> _Exercise material_
************

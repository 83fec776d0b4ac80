use chrono::Utc;
use rusqlite::{params, Connection};
use serde_json::Value;
use std::sync::{Arc, Mutex};
use thiserror::Error;

#[derive(Error, Debug)]
pub enum StoreError {
    #[error("Database error: {0}")]
    Database(#[from] rusqlite::Error),
    #[error("JSON error: {0}")]
    Json(#[from] serde_json::Error),
}

pub type StoreResult<T> = Result<T, StoreError>;

/// Thread-safe record store: a durable mapping from a fixed collection key
/// to a JSON array of records. Callers treat it as opaque get/put; the
/// SQLite table underneath holds one row per collection.
pub struct Store {
    conn: Arc<Mutex<Connection>>,
}

impl Store {
    /// Create a new store with the given database path
    pub fn new(db_path: &str) -> StoreResult<Self> {
        let conn = Connection::open(db_path)?;
        let store = Self {
            conn: Arc::new(Mutex::new(conn)),
        };
        store.init_schema()?;
        Ok(store)
    }

    /// Create an in-memory store, used for testing and as the offline
    /// fallback when the on-disk database cannot be opened at boot
    pub fn in_memory() -> StoreResult<Self> {
        let conn = Connection::open_in_memory()?;
        let store = Self {
            conn: Arc::new(Mutex::new(conn)),
        };
        store.init_schema()?;
        Ok(store)
    }

    fn init_schema(&self) -> StoreResult<()> {
        let conn = self.conn.lock().unwrap();
        conn.execute_batch(
            r#"
            CREATE TABLE IF NOT EXISTS collections (
                key TEXT PRIMARY KEY,
                value TEXT NOT NULL,
                updated_at TEXT NOT NULL
            );
            "#,
        )?;
        Ok(())
    }

    /// Read the record array stored under `key`. A key that has never been
    /// written returns `Ok(None)`; a stored value that fails to parse as a
    /// JSON array is an error the caller decides how to absorb.
    pub fn get(&self, key: &str) -> StoreResult<Option<Vec<Value>>> {
        let conn = self.conn.lock().unwrap();
        let raw: Option<String> = match conn.query_row(
            "SELECT value FROM collections WHERE key = ?1",
            params![key],
            |row| row.get(0),
        ) {
            Ok(value) => Some(value),
            Err(rusqlite::Error::QueryReturnedNoRows) => None,
            Err(e) => return Err(StoreError::Database(e)),
        };

        match raw {
            Some(raw) => Ok(Some(serde_json::from_str(&raw)?)),
            None => Ok(None),
        }
    }

    /// Overwrite the record array stored under `key` in full. The first
    /// write for a key creates the collection.
    pub fn put(&self, key: &str, records: &[Value]) -> StoreResult<()> {
        let raw = serde_json::to_string(records)?;
        let conn = self.conn.lock().unwrap();
        conn.execute(
            r#"INSERT INTO collections (key, value, updated_at) VALUES (?1, ?2, ?3)
               ON CONFLICT(key) DO UPDATE SET value = excluded.value, updated_at = excluded.updated_at"#,
            params![key, raw, Utc::now().to_rfc3339()],
        )?;
        Ok(())
    }
}

#[cfg(test)]
mod tests {
    use super::*;
    use serde_json::json;

    #[test]
    fn test_missing_key_reads_as_none() {
        let store = Store::in_memory().unwrap();
        assert!(store.get("candles").unwrap().is_none());
    }

    #[test]
    fn test_put_then_get_roundtrip() {
        let store = Store::in_memory().unwrap();
        let records = vec![json!({"id": 1, "name": "Ada"})];

        store.put("candles", &records).unwrap();
        assert_eq!(store.get("candles").unwrap(), Some(records));
    }

    #[test]
    fn test_put_overwrites_wholesale() {
        let store = Store::in_memory().unwrap();
        store.put("lanterns", &[json!({"id": 1})]).unwrap();
        store.put("lanterns", &[]).unwrap();

        assert_eq!(store.get("lanterns").unwrap(), Some(vec![]));
    }

    #[test]
    fn test_keys_are_independent() {
        let store = Store::in_memory().unwrap();
        store.put("candles", &[json!({"id": 1})]).unwrap();

        assert!(store.get("flowers").unwrap().is_none());
    }

    #[test]
    fn test_corrupt_value_surfaces_as_error() {
        let store = Store::in_memory().unwrap();
        {
            let conn = store.conn.lock().unwrap();
            conn.execute(
                "INSERT INTO collections (key, value, updated_at) VALUES ('entries', 'not json', '')",
                [],
            )
            .unwrap();
        }

        assert!(matches!(store.get("entries"), Err(StoreError::Json(_))));
    }
}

************

> _Activity_
Copy out the records above exactly and completely.

> _Answer space_
repository 83fec776d0b4ac80
use chrono::Utc;
use rusqlite::{params, Connection};
use serde_json::Value;
use std::sync::{Arc, Mutex};
use thiserror::Error;

#[derive(Error, Debug)]
pub enum StoreError {
    #[error("Database error: {0}")]
    Database(#[from] rusqlite::Error),
    #[error("JSON error: {0}")]
    Json(#[from] serde_json::Error),
}

pub type StoreResult<T> = Result<T, StoreError>;

/// Thread-safe record store: a durable mapping from a fixed collection key
/// to a JSON array of records. Callers treat it as opaque get/put; the
/// SQLite table underneath holds one row per collection.
pub struct Store {
    conn: Arc<Mutex<Connection>>,
}

impl Store {
    /// Create a new store with the given database path
    pub fn new(db_path: &str) -> StoreResult<Self> {
        let conn = Connection::open(db_path)?;
        let store = Self {
            conn: Arc::new(Mutex::new(conn)),
        };
        store.init_schema()?;
        Ok(store)
    }

    /// Create an in-memory store, used for testing and as the offline
    /// fallback when the on-disk database cannot be opened at boot
    pub fn in_memory() -> StoreResult<Self> {
        let conn = Connection::open_in_memory()?;
        let store = Self {
            conn: Arc::new(Mutex::new(conn)),
        };
        store.init_schema()?;
        Ok(store)
    }

    fn init_schema(&self) -> StoreResult<()> {
        let conn = self.conn.lock().unwrap();
        conn.execute_batch(
            r#"
            CREATE TABLE IF NOT EXISTS collections (
                key TEXT PRIMARY KEY,
                value TEXT NOT NULL,
                updated_at TEXT NOT NULL
            );
            "#,
        )?;
        Ok(())
    }

    /// Read the record array stored under `key`. A key that has never been
    /// written returns `Ok(None)`; a stored value that fails to parse as a
    /// JSON array is an error the caller decides how to absorb.
    pub fn get(&self, key: &str) -> StoreResult<Option<Vec<Value>>> {
        let conn = self.conn.lock().unwrap();
        let raw: Option<String> = match conn.query_row(
            "SELECT value FROM collections WHERE key = ?1",
            params![key],
            |row| row.get(0),
        ) {
            Ok(value) => Some(value),
            Err(rusqlite::Error::QueryReturnedNoRows) => None,
            Err(e) => return Err(StoreError::Database(e)),
        };

        match raw {
            Some(raw) => Ok(Some(serde_json::from_str(&raw)?)),
            None => Ok(None),
        }
    }

    /// Overwrite the record array stored under `key` in full. The first
    /// write for a key creates the collection.
    pub fn put(&self, key: &str, records: &[Value]) -> StoreResult<()> {
        let raw = serde_json::to_string(records)?;
        let conn = self.conn.lock().unwrap();
        conn.execute(
            r#"INSERT INTO collections (key, value, updated_at) VALUES (?1, ?2, ?3)
               ON CONFLICT(key) DO UPDATE SET value = excluded.value, updated_at = excluded.updated_at"#,
            params![key, raw, Utc::now().to_rfc3339()],
        )?;
        Ok(())
    }
}

#[cfg(test)]
mod tests {
    use super::*;
    use serde_json::json;

    #[test]
    fn test_missing_key_reads_as_none() {
        let store = Store::in_memory().unwrap();
        assert!(store.get("candles").unwrap().is_none());
    }

    #[test]
    fn test_put_then_get_roundtrip() {
        let store = Store::in_memory().unwrap();
        let records = vec![json!({"id": 1, "name": "Ada"})];

        store.put("candles", &records).unwrap();
        assert_eq!(store.get("candles").unwrap(), Some(records));
    }

    #[test]
    fn test_put_overwrites_wholesale() {
        let store = Store::in_memory().unwrap();
        store.put("lanterns", &[json!({"id": 1})]).unwrap();
        store.put("lanterns", &[]).unwrap();

        assert_eq!(store.get("lanterns").unwrap(), Some(vec![]));
    }

    #[test]
    fn test_keys_are_independent() {
        let store = Store::in_memory().unwrap();
        store.put("candles", &[json!({"id": 1})]).unwrap();

        assert!(store.get("flowers").unwrap().is_none());
    }

    #[test]
    fn test_corrupt_value_surfaces_as_error() {
        let store = Store::in_memory().unwrap();
        {
            let conn = store.conn.lock().unwrap();
            conn.execute(
                "INSERT INTO collections (key, value, updated_at) VALUES ('entries', 'not json', '')",
                [],
            )
            .unwrap();
        }

        assert!(matches!(store.get("entries"), Err(StoreError::Json(_))));
    }
}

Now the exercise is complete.